Melawan Mitos Publikasi Ilmiah, Refleksi dari Jurnal Ilmiah Bidang Hukum (Bagian Pertama)
Kolom

Melawan Mitos Publikasi Ilmiah, Refleksi dari Jurnal Ilmiah Bidang Hukum (Bagian Pertama)

Tulisan ini bermaksud membongkar sejumlah mitos terkait publikasi ilmiah dalam bidang ilmu hukum, sekaligus juga menawarkan pandangan alternatifnya.

Bacaan 8 Menit

Salah satu ciri penting dari jurnal yang kredibel adalah adanya proses review yang baik. Reviewer tidak akan mengetahui siapa penulis artikel yang sedang dinilai dan penulis tidak akan mengetahui siapa yang menjadi reviewer tulisannya (double blind review). Oleh karena itu, adanya seseorang atau institusi pendidikan yang menjamin terbitnya publikasi adalah tanda jurnal tersebut tidak kredibel. Makelar jurnal semacam ini hanya ada dalam jurnal predator.
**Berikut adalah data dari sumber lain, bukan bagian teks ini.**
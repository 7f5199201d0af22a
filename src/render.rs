use std::borrow::Cow;
use std::fmt::Write;

use chrono::{DateTime, Local, NaiveDate, NaiveDateTime, TimeZone, Utc};

use crate::data_models::SearchResponse;
use crate::highlight::Highlighter;

/// How server- and user-supplied text is inserted into markup.
#[derive(Debug, Clone, Copy, Default, PartialEq, Eq)]
pub enum Escaping {
    /// Inserted verbatim, as the original search page does.
    #[default]
    Raw,
    /// Markup characters are entity-encoded.
    Html,
}

impl Escaping {
    pub fn apply<'a>(&self, input: &'a str) -> Cow<'a, str> {
        match self {
            Escaping::Raw => Cow::Borrowed(input),
            Escaping::Html => escape_html(input),
        }
    }
}

pub fn escape_html(input: &str) -> Cow<'_, str> {
    if !input.contains(['&', '<', '>', '"', '\'']) {
        return Cow::Borrowed(input);
    }
    let mut out = String::with_capacity(input.len() + 16);
    for c in input.chars() {
        match c {
            '&' => out.push_str("&amp;"),
            '<' => out.push_str("&lt;"),
            '>' => out.push_str("&gt;"),
            '"' => out.push_str("&quot;"),
            '\'' => out.push_str("&#39;"),
            c => out.push(c),
        }
    }
    Cow::Owned(out)
}

/// Formats a backend timestamp as `M/D/YYYY, h:mm:ss AM` in local time.
pub fn format_timestamp(raw: &str) -> String {
    const DISPLAY: &str = "%-m/%-d/%Y, %-I:%M:%S %p";

    let raw = raw.trim();
    if let Ok(ts) = DateTime::parse_from_rfc3339(raw) {
        return ts.with_timezone(&Local).format(DISPLAY).to_string();
    }
    // date-only forms are UTC midnight
    if let Ok(date) = NaiveDate::parse_from_str(raw, "%Y-%m-%d") {
        if let Some(midnight) = date.and_hms_opt(0, 0, 0) {
            return Utc
                .from_utc_datetime(&midnight)
                .with_timezone(&Local)
                .format(DISPLAY)
                .to_string();
        }
    }
    // naive timestamps are local time
    let naive = NaiveDateTime::parse_from_str(raw, "%Y-%m-%dT%H:%M:%S%.f")
        .or_else(|_| NaiveDateTime::parse_from_str(raw, "%Y-%m-%dT%H:%M"))
        .or_else(|_| NaiveDateTime::parse_from_str(raw, "%Y-%m-%d %H:%M:%S%.f"));
    match naive {
        Ok(naive) => match Local.from_local_datetime(&naive).earliest() {
            Some(local) => local.format(DISPLAY).to_string(),
            None => naive.format(DISPLAY).to_string(),
        },
        Err(_) => "Invalid Date".to_string(),
    }
}

#[derive(Debug, Clone, Default)]
pub struct ResultRenderer {
    escaping: Escaping,
}

impl ResultRenderer {
    pub fn new(escaping: Escaping) -> Self {
        Self { escaping }
    }

    pub fn escaping(&self) -> Escaping {
        self.escaping
    }

    /// Builds the full contents of the results area for a response.
    pub fn render(&self, response: &SearchResponse) -> String {
        let esc = self.escaping;
        let query = esc.apply(&response.query);

        if response.total_matches == 0 {
            return format!(r#"<p class="text-gray-600 italic">No results found for "{query}"</p>"#);
        }

        let mut html = String::new();
        let _ = write!(
            html,
            concat!(
                "<div>\n",
                r#"<h2 class="text-xl font-bold text-gray-800 mb-1">{total} results for "{query}"</h2>"#,
                "\n",
                r#"<p class="text-sm text-gray-500 mb-4">Last updated: {updated}</p>"#,
                "\n</div>\n"
            ),
            total = response.total_matches,
            query = query,
            updated = format_timestamp(&response.timestamp),
        );

        let columns = response.columns();
        let highlighter = Highlighter::new(&response.query, esc);

        html.push_str(r#"<div class="overflow-x-auto rounded-lg shadow ring-1 ring-gray-300">"#);
        html.push_str(r#"<table class="min-w-full border-collapse bg-white text-sm text-left">"#);

        html.push_str(r#"<thead><tr class="bg-gray-100 text-gray-700 border-b border-gray-300">"#);
        for column in &columns {
            let _ = write!(
                html,
                r#"<th class="px-4 py-2 border-r font-semibold">{}</th>"#,
                esc.apply(column)
            );
        }
        html.push_str("</tr></thead>");

        html.push_str("<tbody>");
        for row in &response.results {
            html.push_str(r#"<tr class="hover:bg-blue-50 border-b border-gray-200">"#);
            for column in &columns {
                let text = row.cell_text(column);
                html.push_str(r#"<td class="px-4 py-2 border-r whitespace-nowrap">"#);
                if row.is_match(column) {
                    let _ = write!(
                        html,
                        r#"<span class="bg-yellow-200 text-blue-900 font-semibold px-1 rounded">{}</span>"#,
                        highlighter.highlight(&text)
                    );
                } else {
                    html.push_str(&esc.apply(&text));
                }
                html.push_str("</td>");
            }
            html.push_str("</tr>");
        }
        html.push_str("</tbody></table></div>");

        html
    }

    /// Inline error shown in the results area when a submission fails.
    pub fn render_error(&self, message: &str) -> String {
        format!(r#"<p class="error">Error: {}</p>"#, self.escaping.apply(message))
    }
}

#[test]
fn test_escape_html() {
    assert_eq!(escape_html("plain"), "plain");
    assert_eq!(
        escape_html(r#"<a href="x">&'</a>"#),
        "&lt;a href=&quot;x&quot;&gt;&amp;&#39;&lt;/a&gt;"
    );
}

#[test]
fn test_format_timestamp() {
    assert_eq!(format_timestamp("2024-01-01T00:00:00"), "1/1/2024, 12:00:00 AM");
    assert_eq!(
        format_timestamp("2024-03-15T14:05:09.123456"),
        "3/15/2024, 2:05:09 PM"
    );
    assert_eq!(format_timestamp("yesterday"), "Invalid Date");
    assert_ne!(format_timestamp("2024-01-01T00:00:00Z"), "Invalid Date");
}

#[test]
fn test_format_timestamp_date_only_is_utc_midnight() {
    let expected = Utc
        .with_ymd_and_hms(2024, 1, 1, 0, 0, 0)
        .unwrap()
        .with_timezone(&Local)
        .format("%-m/%-d/%Y, %-I:%M:%S %p")
        .to_string();
    assert_eq!(format_timestamp("2024-01-01"), expected);
    assert_eq!(format_timestamp("2024-13-01"), "Invalid Date");
}
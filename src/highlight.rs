use regex::{Regex, RegexBuilder};

use crate::render::Escaping;

/// Wraps every case-insensitive occurrence of a literal query in
/// `<span class="match">`.
#[derive(Debug, Clone)]
pub struct Highlighter {
    pattern: Option<Regex>,
    escaping: Escaping,
}

impl Highlighter {
    pub fn new(query: &str, escaping: Escaping) -> Highlighter {
        let pattern = if query.is_empty() {
            None
        } else {
            // ASCII queries fold ASCII only, so `k` does not match the Kelvin sign
            RegexBuilder::new(&regex::escape(query))
                .case_insensitive(true)
                .unicode(!query.is_ascii())
                .build()
                .map_err(|e| log::warn!("query cannot be highlighted: {e}"))
                .ok()
        };
        Highlighter { pattern, escaping }
    }

    pub fn highlight(&self, text: &str) -> String {
        let Some(pattern) = &self.pattern else {
            return self.escaping.apply(text).into_owned();
        };

        let mut out = String::with_capacity(text.len());
        let mut last = 0usize;
        for m in pattern.find_iter(text) {
            out.push_str(&self.escaping.apply(&text[last..m.start()]));
            out.push_str("<span class=\"match\">");
            out.push_str(&self.escaping.apply(m.as_str()));
            out.push_str("</span>");
            last = m.end();
        }
        out.push_str(&self.escaping.apply(&text[last..]));
        out
    }
}

/// One-shot form of [`Highlighter::highlight`].
pub fn highlight_match(text: &str, query: &str, escaping: Escaping) -> String {
    Highlighter::new(query, escaping).highlight(text)
}

#[test]
fn test_highlight_is_case_insensitive() {
    assert_eq!(
        highlight_match("Category", "cat", Escaping::Raw),
        r#"<span class="match">Cat</span>egory"#
    );
    assert_eq!(
        highlight_match("cat CAT cAt", "Cat", Escaping::Raw),
        concat!(
            r#"<span class="match">cat</span> "#,
            r#"<span class="match">CAT</span> "#,
            r#"<span class="match">cAt</span>"#
        )
    );
}

#[test]
fn test_highlight_treats_metacharacters_literally() {
    assert_eq!(highlight_match("axb", "a.b", Escaping::Raw), "axb");
    assert_eq!(
        highlight_match("see a.b here", "a.b", Escaping::Raw),
        r#"see <span class="match">a.b</span> here"#
    );
    assert_eq!(
        highlight_match("(1+1)*[2]", "(1+1)*[", Escaping::Raw),
        r#"<span class="match">(1+1)*[</span>2]"#
    );
}

#[test]
fn test_highlight_non_overlapping() {
    assert_eq!(
        highlight_match("aaaa", "aa", Escaping::Raw),
        r#"<span class="match">aa</span><span class="match">aa</span>"#
    );
    assert_eq!(
        highlight_match("aaa", "aa", Escaping::Raw),
        r#"<span class="match">aa</span>a"#
    );
}

#[test]
fn test_highlight_escapes_around_matches() {
    assert_eq!(
        highlight_match("<b>Shoe</b>", "shoe", Escaping::Html),
        r#"&lt;b&gt;<span class="match">Shoe</span>&lt;/b&gt;"#
    );
    assert_eq!(
        highlight_match("<b>Shoe</b>", "shoe", Escaping::Raw),
        r#"<b><span class="match">Shoe</span></b>"#
    );
}

#[test]
fn test_highlight_ascii_query_ignores_unicode_folds() {
    assert_eq!(highlight_match("\u{212A}elvin", "k", Escaping::Raw), "\u{212A}elvin");
    assert_eq!(highlight_match("\u{17F}ave", "s", Escaping::Raw), "\u{17F}ave");
    assert_eq!(
        highlight_match("Kelvin", "k", Escaping::Raw),
        r#"<span class="match">K</span>elvin"#
    );
    assert_eq!(
        highlight_match("CAFÉ", "café", Escaping::Raw),
        r#"<span class="match">CAFÉ</span>"#
    );
}

#[test]
fn test_highlight_empty_inputs() {
    assert_eq!(highlight_match("", "shoe", Escaping::Raw), "");
    assert_eq!(highlight_match("Shoe", "", Escaping::Raw), "Shoe");
}
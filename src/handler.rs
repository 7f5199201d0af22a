use std::sync::{Arc, Mutex, MutexGuard};

use crate::client::SearchBackend;
use crate::data_models::Query;
use crate::error::SearchError;
use crate::page::{LoadingGuard, Page};
use crate::render::ResultRenderer;

/// What became of one submission.
#[derive(Debug, Clone, PartialEq, Eq)]
pub enum SubmitOutcome {
    /// The query was blank; nothing was sent.
    Rejected,
    /// A response was rendered into the results area.
    Rendered { total_matches: u64 },
    /// The request failed and the error was shown inline.
    Failed(SearchError),
    /// A newer submission started before this one finished; its response was dropped.
    Superseded,
}

pub struct SubmissionHandler<B: ?Sized, P> {
    backend: Arc<B>,
    page: Arc<P>,
    renderer: ResultRenderer,
    latest_request: Mutex<u64>,
}

impl<B, P> SubmissionHandler<B, P>
where
    B: SearchBackend + ?Sized,
    P: Page + 'static,
{
    pub fn new(backend: Arc<B>, page: Arc<P>, renderer: ResultRenderer) -> Self {
        Self {
            backend,
            page,
            renderer,
            latest_request: Mutex::new(0),
        }
    }

    fn lock_latest(&self) -> MutexGuard<'_, u64> {
        self.latest_request
            .lock()
            .unwrap_or_else(|poisoned| poisoned.into_inner())
    }

    /// Runs `f` only if `request_id` is still the newest submission. The
    /// lock is held throughout, so no newer submission can start meanwhile.
    fn if_latest<R>(&self, request_id: u64, f: impl FnOnce() -> R) -> Option<R> {
        let latest = self.lock_latest();
        (*latest == request_id).then(f)
    }

    pub async fn submit(&self, raw_query: &str) -> SubmitOutcome {
        let query = match Query::parse(raw_query) {
            Ok(query) => query,
            Err(err) => {
                log::debug!("rejected blank query");
                self.page.alert(&err.to_string());
                return SubmitOutcome::Rejected;
            }
        };

        let page: &dyn Page = &*self.page;
        let (request_id, _loading) = {
            let mut latest = self.lock_latest();
            *latest += 1;
            let request_id = *latest;
            let loading = LoadingGuard::show(page, move |page| {
                self.if_latest(request_id, || page.set_loading(false));
            });
            page.set_results(String::new());
            (request_id, loading)
        };
        log::info!("search #{request_id}: {:?}", query.as_str());

        let result = self.backend.search(&query).await;

        let outcome = self.if_latest(request_id, || match result {
            Ok(response) => {
                log::info!(
                    "search #{request_id}: {} matches for {:?}",
                    response.total_matches,
                    response.query
                );
                page.set_results(self.renderer.render(&response));
                SubmitOutcome::Rendered {
                    total_matches: response.total_matches,
                }
            }
            Err(err) => {
                log::warn!("search #{request_id} failed: {err}");
                page.set_results(self.renderer.render_error(&err.to_string()));
                SubmitOutcome::Failed(err)
            }
        });

        outcome.unwrap_or_else(|| {
            log::debug!("search #{request_id} superseded, dropping its response");
            SubmitOutcome::Superseded
        })
    }
}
Scopus akan memeriksa kredibilitas jurnal sehingga jurnal predator suatu saat nanti pasti keluar dari daftar indeksnya. Sialnya, proses ini akan memakan waktu. Saya sangat khawatir bahwa di Indonesia ini ada pihak yang selalu tahu jurnal predator mana yang masih terindeks Scopus. Pihak ini yang membuat praktik makelar jurnal terus hidup dan dianggap normal. Saya rasa sudah saatnya akademisi, yang selalu dituntut untuk bersikap jujur, menyatakan perang terhadap praktik tidak etis semacam ini.

Dari penjelasan di atas, saya utarakan argumen kedua sebagai berikut: “Jurnal internasional bidang hukum yang tidak kredibel akan meminta biaya publikasi, dan mengizinkan adanya perantara. Jurnal yang kredibel tidak akan memberikan jaminan sebuah artikel akan diterbitkan”.

Mitos 3: Menulis dalam Bahasa Inggris Lebih Baik

Beberapa waktu lalu seorang kolega membagikan power point tentang penilaian akreditasi jurnal di Indonesia. Di dalam paparan tersebut terdapat kriteria bahwa agar mendapat peringkat SINTA 1, sebuah jurnal harus berisi tulisan berbahasa PBB (baca: bahasa Inggris). Rupanya sampai kapan pun, sebagus apa pun, jurnal yang berbahasa Indonesia tidak akan pernah memperoleh peringkat SINTA 1. Lebih jauh lagi, saya mendapat informasi dari kolega bahwa pejabat Dikti menyatakan bahwa isi jurnal yang hanya berbahasa Indonesia, sebaik apa pun jurnal itu, hanya dapat memperoleh peringkat SINTA 3.

Selain paparan itu, saya juga memperhatikan adanya perpindahan bahasa dalam beberapa jurnal hukum di Indonesia. Beberapa jurnal yang telah terakreditasi SINTA 2 segera mengubah bahasanya menjadi bahasa Inggris. Mungkin tujuannya untuk mendapatkan peringkat SINTA 1 atau bahkan terindeks pada sistem Scopus. Praktik ini bahkan terjadi pula pada jurnal hukum yang diterbitkan oleh lembaga negara, termasuk lembaga peradilan.

Penjelasan di atas memperlihatkan adanya kecenderungan yang mengkhawatirkan bahwa jurnal berbahasa asing dinilai lebih tinggi dari jurnal berbahasa Indonesia. Hal ini sangat tidak tepat, setidaknya dalam konteks jurnal hukum. Jika kabar di atas benar, alangkah menyedihkannya bahasa Indonesia. Bahkan kementerian yang mengurusi pendidikan ternyata memandang rendah bahasa Indonesia!

Kelayakan sebuah tulisan dan jurnal diukur oleh substansinya, bukan oleh bahasa yang digunakan. Lebih jauh lagi, akademisi hukum Indonesia tidak boleh melupakan betapa pentingnya menulis dalam tulisan berbahasa Indonesia. Dengan cara inilah kita dapat berharap tulisan kita akan memberikan sumbangan bagi perkembangan hukum di Indonesia.